Aux termes de l’article L. 911-7 du code de justice administrative : « En cas d’inexécution totale ou partielle ou d’exécution tardive, la juridiction procède à la liquidation de l’astreinte qu’elle avait prononcée. / Sauf s’il est établi que l’inexécution de la décision provient d’un cas fortuit ou de force majeure, la juridiction ne peut modifier le taux de l’astreinte définitive lors de sa liquidation. / Elle peut modérer ou supprimer l’astreinte provisoire, même en cas d’inexécution constatée ».


La préfète de l’Isère justifie avoir délivré à Mme A…, le 6 octobre 2025, un titre de séjour valable un an du 19 septembre 2025 au 18 septembre 2026. Elle doit, par suite, être regardée comme ayant exécuté cette décision. Il n’y a, dès lors, pas lieu de procéder à la liquidation de l’astreinte.


O R D O N N E :


Article 1er :


Il n’y a pas lieu de liquider l’astreinte prononcée par l’ordonnance n° 2506862 du 17 juillet 2025.


Article 2 :


La présente ordonnance sera notifiée à Mme B… A… et au ministre de l’Intérieur.


Copie en sera délivrée à la préfète de l’Isère.

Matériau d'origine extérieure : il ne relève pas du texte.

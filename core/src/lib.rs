//! gapscan core: implementation-gap detection engine.
//! Scans a source tree, lowers each file into a small structural model,
//! flags unfinished or suspicious code, reconciles the result with the TODO
//! markers developers already left behind and renders a severity-grouped
//! report.

use std::collections::BTreeMap;

use serde::{Deserialize, Serialize};

pub mod engine;
pub mod error;
pub mod files;
pub mod finding;
pub mod gaps;
pub mod markers;
pub mod patterns;
pub mod reconcile;
pub mod report;
pub mod syntax;

pub use engine::{Analyzer, ScanOutcome, ScanSummary, SkippedFile};
pub use error::ScanError;
pub use files::{CandidateFile, SourceUnit};
pub use finding::{Finding, FindingKind, Language, Severity};
pub use reconcile::{DedupPolicy, Reconciled};

/// How much of the engine runs.
#[derive(Debug, Clone, Copy, Serialize, Deserialize, PartialEq, Eq, Default)]
#[serde(rename_all = "kebab-case")]
pub enum AnalysisDepth {
    /// Existing markers and structural patterns only.
    Basic,
    /// Adds stub detection and interface coverage.
    #[default]
    Standard,
    /// Adds test-coverage gaps.
    Deep,
}

impl AnalysisDepth {
    pub fn detects_stubs(self) -> bool {
        !matches!(self, AnalysisDepth::Basic)
    }

    pub fn checks_test_coverage(self) -> bool {
        matches!(self, AnalysisDepth::Deep)
    }

    pub fn as_str(self) -> &'static str {
        match self {
            AnalysisDepth::Basic => "basic",
            AnalysisDepth::Standard => "standard",
            AnalysisDepth::Deep => "deep",
        }
    }
}

/// Which files the enumerator hands to the engine.
#[derive(Debug, Clone, Serialize, Deserialize)]
#[serde(default)]
pub struct FilterPolicy {
    pub extensions: Vec<String>,
    pub max_file_kb: Option<u64>,
    pub exclude_dirs: Vec<String>,
    pub include_hidden: bool,
    pub ignore_globs: Vec<String>,
}

impl Default for FilterPolicy {
    fn default() -> Self {
        Self {
            extensions: vec![
                "rs".into(),
                "ts".into(),
                "tsx".into(),
                "mts".into(),
                "cts".into(),
                "js".into(),
                "jsx".into(),
                "mjs".into(),
                "cjs".into(),
                "py".into(),
                "pyi".into(),
                "go".into(),
                "java".into(),
                "kt".into(),
                "rb".into(),
                "sh".into(),
                "c".into(),
                "h".into(),
                "cpp".into(),
                "hpp".into(),
                "cs".into(),
                "swift".into(),
                "php".into(),
            ],
            max_file_kb: Some(512),
            exclude_dirs: vec![
                "node_modules".into(),
                "target".into(),
                "dist".into(),
                "build".into(),
                "vendor".into(),
                "third_party".into(),
                "__pycache__".into(),
                ".git".into(),
                ".venv".into(),
                "venv".into(),
                "coverage".into(),
                "out".into(),
            ],
            include_hidden: false,
            ignore_globs: vec!["**/*.min.*".into(), "**/*.generated.*".into()],
        }
    }
}

/// Work-item marker recognition and severity keywords.
#[derive(Debug, Clone, Serialize, Deserialize)]
#[serde(default)]
pub struct MarkerRules {
    pub labels: Vec<String>,
    pub high_keywords: Vec<String>,
    pub low_keywords: Vec<String>,
    pub reference_pattern: String,
}

impl Default for MarkerRules {
    fn default() -> Self {
        Self {
            labels: vec![
                "TODO".into(),
                "FIXME".into(),
                "HACK".into(),
                "XXX".into(),
                "BUG".into(),
                "OPTIMIZE".into(),
                "WORKAROUND".into(),
                "KLUDGE".into(),
                "WIP".into(),
            ],
            high_keywords: vec![
                "crash".into(),
                "security".into(),
                "vulnerab".into(),
                "fix".into(),
                "bug".into(),
                "broken".into(),
                "leak".into(),
                "critical".into(),
                "urgent".into(),
                "data loss".into(),
                "race".into(),
                "deadlock".into(),
                "panic".into(),
                "exploit".into(),
            ],
            low_keywords: vec![
                "polish".into(),
                "cleanup".into(),
                "clean up".into(),
                "refactor".into(),
                "enhance".into(),
                "improve".into(),
                "nice to have".into(),
                "nice-to-have".into(),
                "optimiz".into(),
                "cosmetic".into(),
                "someday".into(),
                "rename".into(),
                "tidy".into(),
            ],
            reference_pattern:
                r"(?:github\.com/[\w.-]+/[\w.-]+/issues/\d+|\b[A-Z][A-Z0-9]{1,9}-\d+\b|#\d+\b)"
                    .into(),
        }
    }
}

/// Name- and call-based heuristics used by the structural checks.
#[derive(Debug, Clone, Serialize, Deserialize)]
#[serde(default)]
pub struct ContractRules {
    /// Function-name prefixes that imply a pass/fail predicate.
    pub predicate_prefixes: Vec<String>,
    /// Call receivers treated as diagnostic output (`console.error(..)`).
    pub log_receivers: Vec<String>,
    /// Final call segments treated as diagnostic output (`self.log(..)`).
    pub log_methods: Vec<String>,
}

impl Default for ContractRules {
    fn default() -> Self {
        Self {
            predicate_prefixes: vec![
                "validate".into(),
                "verify".into(),
                "is_valid".into(),
                "isValid".into(),
                "check_valid".into(),
            ],
            log_receivers: vec![
                "console".into(),
                "logger".into(),
                "logging".into(),
                "log".into(),
                "traceback".into(),
                "print".into(),
                "System.out".into(),
                "System.err".into(),
            ],
            log_methods: vec![
                "log".into(),
                "debug".into(),
                "info".into(),
                "warn".into(),
                "warning".into(),
                "error".into(),
                "exception".into(),
                "trace".into(),
                "print_exc".into(),
                "print".into(),
                "println".into(),
                "eprintln".into(),
            ],
        }
    }
}

/// Test-file recognition for the coverage gap check.
#[derive(Debug, Clone, Serialize, Deserialize)]
#[serde(default)]
pub struct CoverageRules {
    pub test_dirs: Vec<String>,
    pub exempt_stems: Vec<String>,
}

impl Default for CoverageRules {
    fn default() -> Self {
        Self {
            test_dirs: vec![
                "tests".into(),
                "test".into(),
                "__tests__".into(),
                "spec".into(),
            ],
            exempt_stems: vec![
                "__init__".into(),
                "index".into(),
                "main".into(),
                "mod".into(),
                "lib".into(),
                "setup".into(),
                "conftest".into(),
            ],
        }
    }
}

/// Top-level configuration for the engine.
#[derive(Debug, Clone, Serialize, Deserialize)]
#[serde(default)]
pub struct Config {
    pub filter: FilterPolicy,
    pub depth: AnalysisDepth,
    /// Languages that receive structural checks; others get marker scanning only.
    pub languages: Vec<Language>,
    pub markers: MarkerRules,
    pub contracts: ContractRules,
    pub coverage: CoverageRules,
    pub dedup: DedupPolicy,
    pub severity_overrides: BTreeMap<FindingKind, Severity>,
    pub parallelism: Option<usize>,
    pub timeout_secs: Option<u64>,
}

impl Default for Config {
    fn default() -> Self {
        Self {
            filter: FilterPolicy::default(),
            depth: AnalysisDepth::default(),
            languages: Language::ALL.to_vec(),
            markers: MarkerRules::default(),
            contracts: ContractRules::default(),
            coverage: CoverageRules::default(),
            dedup: DedupPolicy::default(),
            severity_overrides: BTreeMap::new(),
            parallelism: None,
            timeout_secs: None,
        }
    }
}

impl Config {
    /// Parse a (possibly partial) YAML configuration; missing keys keep defaults.
    pub fn from_yaml_str(text: &str) -> Result<Config, ScanError> {
        if text.trim().is_empty() {
            return Ok(Config::default());
        }
        Ok(serde_yaml::from_str(text)?)
    }
}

Fait à Grenoble, le 11 décembre 2025.


La juge des référés,


C. Paillet-Augey


La République mande et ordonne au ministre de l’Intérieur en ce qui le concerne ou à tous commissaires de justice à ce requis en ce qui concerne les voies de droit commun contre les parties privées, de pourvoir à l’exécution de la présente décision.